In late January President Trump requested a new plan from the US military to tackle ISIL, in which he called for “recommended changes to any United States rules of engagement and other United States policy restrictions that exceed the requirements of International law regarding the use of force against ISIS.”
“From what we’ve seen publicly, this administration is still finding its footing, and we don’t yet know exactly how it will respond to incidents of civilian harm,” Marla Keenan, senior director of programs at the Center for Civilians in Conflict told Airwars. Keenan added that it may be difficult to know if and when policy guidelines are officially changed. But President Trump – who during the campaign promised to “bomb the shit” out of ISIL – has indicated a willingness to escalate US airstrikes around the world, including most recently in Yemen, where the US launched more than 40 attacks in a five day period.

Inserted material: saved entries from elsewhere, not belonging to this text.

impl CommandBufferResource {
    /// Allocate a command buffer and its timeline counter.
    ///
    /// `timeout` bounds the wait in [`prepare_for_recording`](Self::prepare_for_recording).
    pub fn new(
        context: Arc<dyn GpuContext>,
        label: Option<&str>,
        timeout: Option<Duration>,
    ) -> GraphicsResult<Self> {
        let counter = TimelineCounter::new(context.clone(), timeout)?;
        let raw = context.allocate_command_buffer()?;
        log::trace!("Allocated command buffer {:?} ({:?})", raw, label);

        Ok(Self {
            context,
            raw,
            counter,
            state: CommandState::Idle,
            retained: Vec::new(),
            waits: Vec::new(),
            signals: Vec::new(),
            barriers_recorded: 0,
            label: label.map(str::to_owned),
        })
    }

    /// The backend command buffer.
    pub fn raw(&self) -> RawCommandBuffer {
        self.raw
    }

    /// Current lifecycle state.
    pub fn state(&self) -> CommandState {
        self.state
    }

    /// The completion counter of this slot.
    pub fn counter(&self) -> &TimelineCounter {
        &self.counter
    }

    /// Debug label.
    pub fn label(&self) -> Option<&str> {
        self.label.as_deref()
    }

    /// The point the next [`submit`](Self::submit) will signal.
    ///
    /// Resources touched by commands recorded now are busy until this point.
    pub fn pending_point(&self) -> SubmissionPoint {
        self.counter.next_point()
    }

    /// Number of resources currently kept alive by this command buffer.
    pub fn retained_count(&self) -> usize {
        self.retained.len()
    }

    /// Number of barriers recorded since the last `prepare_for_recording`.
    pub fn barriers_recorded(&self) -> usize {
        self.barriers_recorded
    }

    /// Wait for this slot's previous submission, then release everything it retained.
    ///
    /// This is the only blocking call in steady-state operation, and it blocks
    /// only on this slot's own work.
    pub fn prepare_for_recording(&mut self) -> GraphicsResult<()> {
        profile_function!();

        self.counter.wait_for_target()?;

        if !self.retained.is_empty() {
            log::trace!(
                "Command buffer {:?} releasing {} retained resources",
                self.raw,
                self.retained.len()
            );
        }
        self.retained.clear();
        self.waits.clear();
        self.signals.clear();
        self.barriers_recorded = 0;
        self.state = CommandState::Idle;
        Ok(())
    }

    /// Start recording.
    pub fn begin(&mut self) -> GraphicsResult<()> {
        if self.state != CommandState::Idle {
            return Err(GraphicsError::InvalidState(format!(
                "begin on command buffer {:?} in state {:?}; call prepare_for_recording first",
                self.raw, self.state
            )));
        }
        self.context.begin_command_buffer(self.raw)?;
        self.state = CommandState::Recording;
        Ok(())
    }

    /// Finish recording.
    pub fn end(&mut self) -> GraphicsResult<()> {
        self.ensure_recording("end")?;
        self.context.end_command_buffer(self.raw)?;
        self.state = CommandState::Executable;
        Ok(())
    }

    /// Keep `resource` alive until this submission completes.
    pub fn acquire_resource(&mut self, resource: impl Into<RetainedResource>) {
        self.retained.push(resource.into());
    }

    /// Wait on a binary semaphore before executing `stages`.
    pub fn add_wait_semaphore(&mut self, semaphore: RawSemaphore, stages: PipelineStages) {
        self.waits.push(SemaphoreWait {
            semaphore,
            value: None,
            stages,
        });
    }

    /// Wait for another submission before executing `stages`.
    ///
    /// Points whose timeline is already gone are complete and add no wait.
    pub fn add_wait_timeline(&mut self, point: &SubmissionPoint, stages: PipelineStages) {
        if let Some(semaphore) = point.semaphore() {
            self.waits.push(SemaphoreWait {
                semaphore,
                value: Some(point.value()),
                stages,
            });
        }
    }

    /// Signal a binary semaphore when this submission completes.
    pub fn add_signal_semaphore(&mut self, semaphore: RawSemaphore) {
        self.signals.push(SemaphoreSignal {
            semaphore,
            value: None,
        });
    }

    /// Record a pipeline barrier. Empty batches record nothing.
    pub fn pipeline_barrier(&mut self, batch: &BarrierBatch) -> GraphicsResult<()> {
        self.ensure_recording("pipeline_barrier")?;
        if batch.is_empty() {
            return Ok(());
        }
        self.context.cmd_pipeline_barrier(self.raw, batch);
        self.barriers_recorded += batch.len();
        Ok(())
    }

    /// Record a buffer-to-buffer copy.
    pub fn copy_buffer(
        &mut self,
        src: RawBuffer,
        dst: RawBuffer,
        regions: &[BufferCopy],
    ) -> GraphicsResult<()> {
        self.ensure_recording("copy_buffer")?;
        self.context.cmd_copy_buffer(self.raw, src, dst, regions);
        Ok(())
    }

    /// Record a copy of one contiguous byte range between buffers.
    pub fn copy_buffer_range(
        &mut self,
        src: RawBuffer,
        src_offset: u64,
        dst: RawBuffer,
        dst_range: Range<u64>,
    ) -> GraphicsResult<()> {
        self.copy_buffer(
            src,
            dst,
            &[BufferCopy {
                src_offset,
                dst_offset: dst_range.start,
                size: dst_range.end - dst_range.start,
            }],
        )
    }

    /// Record a copy from a buffer into one mip level of an image.
    pub fn copy_buffer_to_image(
        &mut self,
        src: RawBuffer,
        dst: RawImage,
        region: &BufferImageCopy,
    ) -> GraphicsResult<()> {
        self.ensure_recording("copy_buffer_to_image")?;
        self.context.cmd_copy_buffer_to_image(self.raw, src, dst, region);
        Ok(())
    }

    /// Record a copy from one mip level of an image into a buffer.
    pub fn copy_image_to_buffer(
        &mut self,
        src: RawImage,
        dst: RawBuffer,
        region: &BufferImageCopy,
    ) -> GraphicsResult<()> {
        self.ensure_recording("copy_image_to_buffer")?;
        self.context.cmd_copy_image_to_buffer(self.raw, src, dst, region);
        Ok(())
    }

    /// Mark a buffer as used by the work being recorded.
    pub fn track_buffer(&self, buffer: &mut DeviceBuffer) {
        buffer.mark_used(self.pending_point());
    }

    /// Mark an image as used by the work being recorded.
    pub fn track_image(&self, image: &mut ImageResource) {
        image.mark_used(self.pending_point());
    }

    /// Hand the recorded work to the queue.
    ///
    /// Advances the timeline target and signals it on completion. Returns the
    /// point that proves completion.
    pub fn submit(&mut self) -> GraphicsResult<SubmissionPoint> {
        profile_function!();

        if self.state != CommandState::Executable {
            return Err(GraphicsError::InvalidState(format!(
                "submit of command buffer {:?} in state {:?}",
                self.raw, self.state
            )));
        }

        let point = self.counter.next_point();
        self.signals.push(SemaphoreSignal {
            semaphore: self.counter.semaphore(),
            value: Some(point.value()),
        });

        {
            profile_scope!("queue_submit");
            self.context.submit(&QueueSubmission {
                command_buffers: &[self.raw],
                waits: &self.waits,
                signals: &self.signals,
                fence: None,
            })?;
        }

        self.counter.advance();
        self.state = CommandState::Submitted;
        log::trace!(
            "Submitted command buffer {:?} (timeline target {}, {} retained)",
            self.raw,
            point.value(),
            self.retained.len()
        );
        Ok(point)
    }

    /// Block until the last submission has completed.
    pub fn wait(&self) -> GraphicsResult<()> {
        self.counter.wait_for_target()
    }

    fn ensure_recording(&self, operation: &str) -> GraphicsResult<()> {
        if self.state == CommandState::Recording {
            Ok(())
        } else {
            Err(GraphicsError::InvalidState(format!(
                "{operation} on command buffer {:?} in state {:?}",
                self.raw, self.state
            )))
        }
    }
}

impl Drop for CommandBufferResource {
    fn drop(&mut self) {
        if let Err(err) = self.counter.wait_for_target() {
            log::error!(
                "Command buffer {:?} dropped without confirmed completion: {}",
                self.raw,
                err
            );
        }
        self.retained.clear();
        self.context.free_command_buffer(self.raw);
    }
}

impl std::fmt::Debug for CommandBufferResource {
    fn fmt(&self, f: &mut std::fmt::Formatter<'_>) -> std::fmt::Result {
        f.debug_struct("CommandBufferResource")
            .field("raw", &self.raw)
            .field("label", &self.label)
            .field("state", &self.state)
            .field("target", &self.counter.target())
            .field("retained", &self.retained.len())
            .finish()
    }
}

/// Round-robin set of command buffer slots.
pub struct CommandRing {
    slots: Vec<CommandBufferResource>,
    current: usize,
    frames: u64,
}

“The question that’s out there is to what extent has any relaxation of rules of engagement or restrictions based on civcas been put in place by the new administration,” they added. “I don’t know – clearly we have reporting on an increase in civcas [in Iraq and Syria]. To some extent that’s going to be driven by high-op tempo in urban areas – but the US also has a very long history of doing that kind of stuff very well in Afghanistan with minimal civilian casualties – so it begs the question, what is different?”
There are signs elsewhere – in the US’s unilateral campaign against alleged al Qaeda linked targets in Syria – that a higher tolerance for civilian casualties may be emerging. As Airwars first reported on March 16th, US aircraft bombed what was described as an al Qaeda “meeting place” – adjacent to what officials knew to be a mosque in rural western Aleppo. At least 42 people, mostly civilians, were killed, according to the Syrian Observatory for Human Rights. Parts of the mosque were also destroyed.
In a letter dated March 10th more than 30 former US officials wrote to US Defense Secretary Mattis, encouraging him to ensure continued civilian protections similar to those set out by the Obama administration.
Initial data for March provides further evidence that civilian casualty allegations are both becoming more common under President Trump, and are likely to outrun Coalition efforts to track and investigate them.